### Requirement
Show each line of the records in which the word "insert" occurs.

### Material for the task
● ● ● ● ● ● ●

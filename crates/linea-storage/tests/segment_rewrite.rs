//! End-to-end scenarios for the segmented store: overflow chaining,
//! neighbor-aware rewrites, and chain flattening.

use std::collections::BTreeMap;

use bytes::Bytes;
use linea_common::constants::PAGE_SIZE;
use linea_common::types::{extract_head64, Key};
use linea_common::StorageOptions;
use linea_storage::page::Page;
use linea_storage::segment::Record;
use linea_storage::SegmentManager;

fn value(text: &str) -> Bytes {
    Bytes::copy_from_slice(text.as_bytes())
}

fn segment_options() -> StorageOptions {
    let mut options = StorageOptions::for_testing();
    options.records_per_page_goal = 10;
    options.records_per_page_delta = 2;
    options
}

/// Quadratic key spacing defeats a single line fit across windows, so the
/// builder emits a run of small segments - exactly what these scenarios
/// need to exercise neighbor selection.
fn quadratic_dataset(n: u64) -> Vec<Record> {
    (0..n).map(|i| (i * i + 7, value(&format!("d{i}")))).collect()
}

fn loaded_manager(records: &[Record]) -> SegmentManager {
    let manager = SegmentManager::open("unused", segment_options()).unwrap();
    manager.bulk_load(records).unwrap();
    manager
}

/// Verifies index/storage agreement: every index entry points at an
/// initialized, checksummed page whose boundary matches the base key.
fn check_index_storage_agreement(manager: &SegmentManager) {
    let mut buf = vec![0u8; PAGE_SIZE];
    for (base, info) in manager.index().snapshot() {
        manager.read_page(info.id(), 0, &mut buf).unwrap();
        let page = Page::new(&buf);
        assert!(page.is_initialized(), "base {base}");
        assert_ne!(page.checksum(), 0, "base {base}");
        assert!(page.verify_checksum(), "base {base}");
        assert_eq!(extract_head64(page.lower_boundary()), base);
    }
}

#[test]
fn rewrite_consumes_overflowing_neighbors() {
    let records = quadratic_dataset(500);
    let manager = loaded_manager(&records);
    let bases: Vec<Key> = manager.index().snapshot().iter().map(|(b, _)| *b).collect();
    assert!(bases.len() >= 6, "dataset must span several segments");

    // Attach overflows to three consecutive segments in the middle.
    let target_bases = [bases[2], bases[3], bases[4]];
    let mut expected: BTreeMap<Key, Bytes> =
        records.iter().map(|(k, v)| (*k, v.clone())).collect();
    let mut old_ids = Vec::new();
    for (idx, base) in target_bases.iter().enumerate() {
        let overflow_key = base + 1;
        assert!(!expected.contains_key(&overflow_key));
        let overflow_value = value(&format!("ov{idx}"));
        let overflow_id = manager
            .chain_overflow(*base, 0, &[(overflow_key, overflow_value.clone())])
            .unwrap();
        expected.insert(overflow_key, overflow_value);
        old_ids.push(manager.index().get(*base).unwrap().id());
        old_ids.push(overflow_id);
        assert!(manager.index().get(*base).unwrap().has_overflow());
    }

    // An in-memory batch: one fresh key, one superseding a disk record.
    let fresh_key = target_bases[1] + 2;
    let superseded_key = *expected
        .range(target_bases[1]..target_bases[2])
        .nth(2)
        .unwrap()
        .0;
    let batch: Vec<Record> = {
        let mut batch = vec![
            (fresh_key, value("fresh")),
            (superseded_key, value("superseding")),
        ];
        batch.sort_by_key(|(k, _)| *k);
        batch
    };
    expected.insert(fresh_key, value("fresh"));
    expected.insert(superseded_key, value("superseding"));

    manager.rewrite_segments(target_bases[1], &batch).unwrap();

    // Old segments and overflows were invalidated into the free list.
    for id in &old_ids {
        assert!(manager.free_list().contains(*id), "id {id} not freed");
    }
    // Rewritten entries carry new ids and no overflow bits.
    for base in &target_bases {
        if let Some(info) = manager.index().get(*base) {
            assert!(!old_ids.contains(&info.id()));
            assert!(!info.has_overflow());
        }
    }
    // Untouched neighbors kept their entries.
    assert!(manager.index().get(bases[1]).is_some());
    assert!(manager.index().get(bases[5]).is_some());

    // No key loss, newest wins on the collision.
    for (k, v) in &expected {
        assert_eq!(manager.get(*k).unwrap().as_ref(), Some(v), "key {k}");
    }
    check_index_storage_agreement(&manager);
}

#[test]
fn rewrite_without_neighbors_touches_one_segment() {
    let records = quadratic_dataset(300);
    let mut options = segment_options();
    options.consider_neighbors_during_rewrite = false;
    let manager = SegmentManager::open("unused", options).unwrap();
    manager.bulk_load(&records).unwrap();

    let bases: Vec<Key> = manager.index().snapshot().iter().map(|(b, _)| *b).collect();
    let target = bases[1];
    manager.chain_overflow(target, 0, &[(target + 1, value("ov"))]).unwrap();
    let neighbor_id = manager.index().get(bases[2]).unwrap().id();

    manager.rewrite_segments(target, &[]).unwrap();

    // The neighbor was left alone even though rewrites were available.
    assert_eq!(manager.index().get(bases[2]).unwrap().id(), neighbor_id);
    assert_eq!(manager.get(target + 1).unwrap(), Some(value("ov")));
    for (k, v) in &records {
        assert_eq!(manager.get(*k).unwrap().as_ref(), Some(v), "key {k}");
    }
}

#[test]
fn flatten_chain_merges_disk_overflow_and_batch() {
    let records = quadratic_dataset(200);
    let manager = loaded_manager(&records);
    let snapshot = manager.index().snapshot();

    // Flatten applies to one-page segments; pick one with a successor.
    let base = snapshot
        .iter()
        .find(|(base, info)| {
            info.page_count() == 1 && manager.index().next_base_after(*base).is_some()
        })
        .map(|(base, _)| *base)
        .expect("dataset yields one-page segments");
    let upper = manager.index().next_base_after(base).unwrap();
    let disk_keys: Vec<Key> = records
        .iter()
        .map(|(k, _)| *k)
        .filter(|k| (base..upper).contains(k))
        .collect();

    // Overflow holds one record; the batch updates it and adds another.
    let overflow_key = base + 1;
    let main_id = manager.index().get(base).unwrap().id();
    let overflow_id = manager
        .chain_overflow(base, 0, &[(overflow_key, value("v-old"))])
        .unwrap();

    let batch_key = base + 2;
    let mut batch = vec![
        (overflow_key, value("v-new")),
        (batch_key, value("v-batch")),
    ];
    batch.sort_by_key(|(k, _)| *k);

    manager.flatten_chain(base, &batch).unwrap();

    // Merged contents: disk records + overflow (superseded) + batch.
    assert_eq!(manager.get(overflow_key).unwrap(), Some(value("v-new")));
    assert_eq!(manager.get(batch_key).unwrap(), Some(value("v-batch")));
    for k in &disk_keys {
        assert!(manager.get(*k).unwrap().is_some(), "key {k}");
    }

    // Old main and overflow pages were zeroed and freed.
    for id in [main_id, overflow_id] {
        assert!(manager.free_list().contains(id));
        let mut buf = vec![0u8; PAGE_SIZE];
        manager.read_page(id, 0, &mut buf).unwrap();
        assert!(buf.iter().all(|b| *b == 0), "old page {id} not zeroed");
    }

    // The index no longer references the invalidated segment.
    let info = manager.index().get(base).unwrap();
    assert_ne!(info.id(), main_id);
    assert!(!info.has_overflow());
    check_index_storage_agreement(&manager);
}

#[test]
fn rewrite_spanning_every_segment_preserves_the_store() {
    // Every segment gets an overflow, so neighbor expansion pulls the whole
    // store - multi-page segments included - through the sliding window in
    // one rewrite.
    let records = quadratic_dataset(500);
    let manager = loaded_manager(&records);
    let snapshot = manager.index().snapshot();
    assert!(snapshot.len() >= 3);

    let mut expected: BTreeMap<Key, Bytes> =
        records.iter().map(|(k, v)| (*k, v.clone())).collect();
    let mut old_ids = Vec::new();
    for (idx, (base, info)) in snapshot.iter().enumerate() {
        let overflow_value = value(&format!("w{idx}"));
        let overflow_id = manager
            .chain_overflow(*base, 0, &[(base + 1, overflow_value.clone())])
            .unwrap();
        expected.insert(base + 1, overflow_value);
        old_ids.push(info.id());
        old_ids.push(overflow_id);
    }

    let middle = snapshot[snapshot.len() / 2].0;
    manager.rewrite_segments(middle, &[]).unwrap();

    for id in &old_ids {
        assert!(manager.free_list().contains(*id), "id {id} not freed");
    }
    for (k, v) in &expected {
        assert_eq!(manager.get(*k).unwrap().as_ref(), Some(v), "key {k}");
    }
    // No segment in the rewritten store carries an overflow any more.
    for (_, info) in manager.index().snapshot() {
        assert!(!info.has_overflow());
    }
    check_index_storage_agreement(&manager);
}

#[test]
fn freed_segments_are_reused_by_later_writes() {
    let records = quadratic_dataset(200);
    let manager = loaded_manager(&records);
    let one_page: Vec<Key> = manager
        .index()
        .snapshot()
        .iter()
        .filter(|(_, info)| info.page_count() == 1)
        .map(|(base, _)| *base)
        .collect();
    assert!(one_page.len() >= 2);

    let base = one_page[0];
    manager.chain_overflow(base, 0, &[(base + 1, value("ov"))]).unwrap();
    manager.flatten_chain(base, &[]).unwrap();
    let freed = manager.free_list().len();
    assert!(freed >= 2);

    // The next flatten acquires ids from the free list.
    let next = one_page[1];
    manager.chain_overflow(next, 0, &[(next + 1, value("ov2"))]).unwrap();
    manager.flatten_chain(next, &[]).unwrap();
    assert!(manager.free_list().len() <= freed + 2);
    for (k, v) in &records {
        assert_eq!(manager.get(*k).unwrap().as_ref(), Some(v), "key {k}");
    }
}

● ● ● ● ● ● ●

### Response area
        expected.insert(overflow_key, overflow_value);
    expected.insert(fresh_key, value("fresh"));
    expected.insert(superseded_key, value("superseding"));
        expected.insert(base + 1, overflow_value);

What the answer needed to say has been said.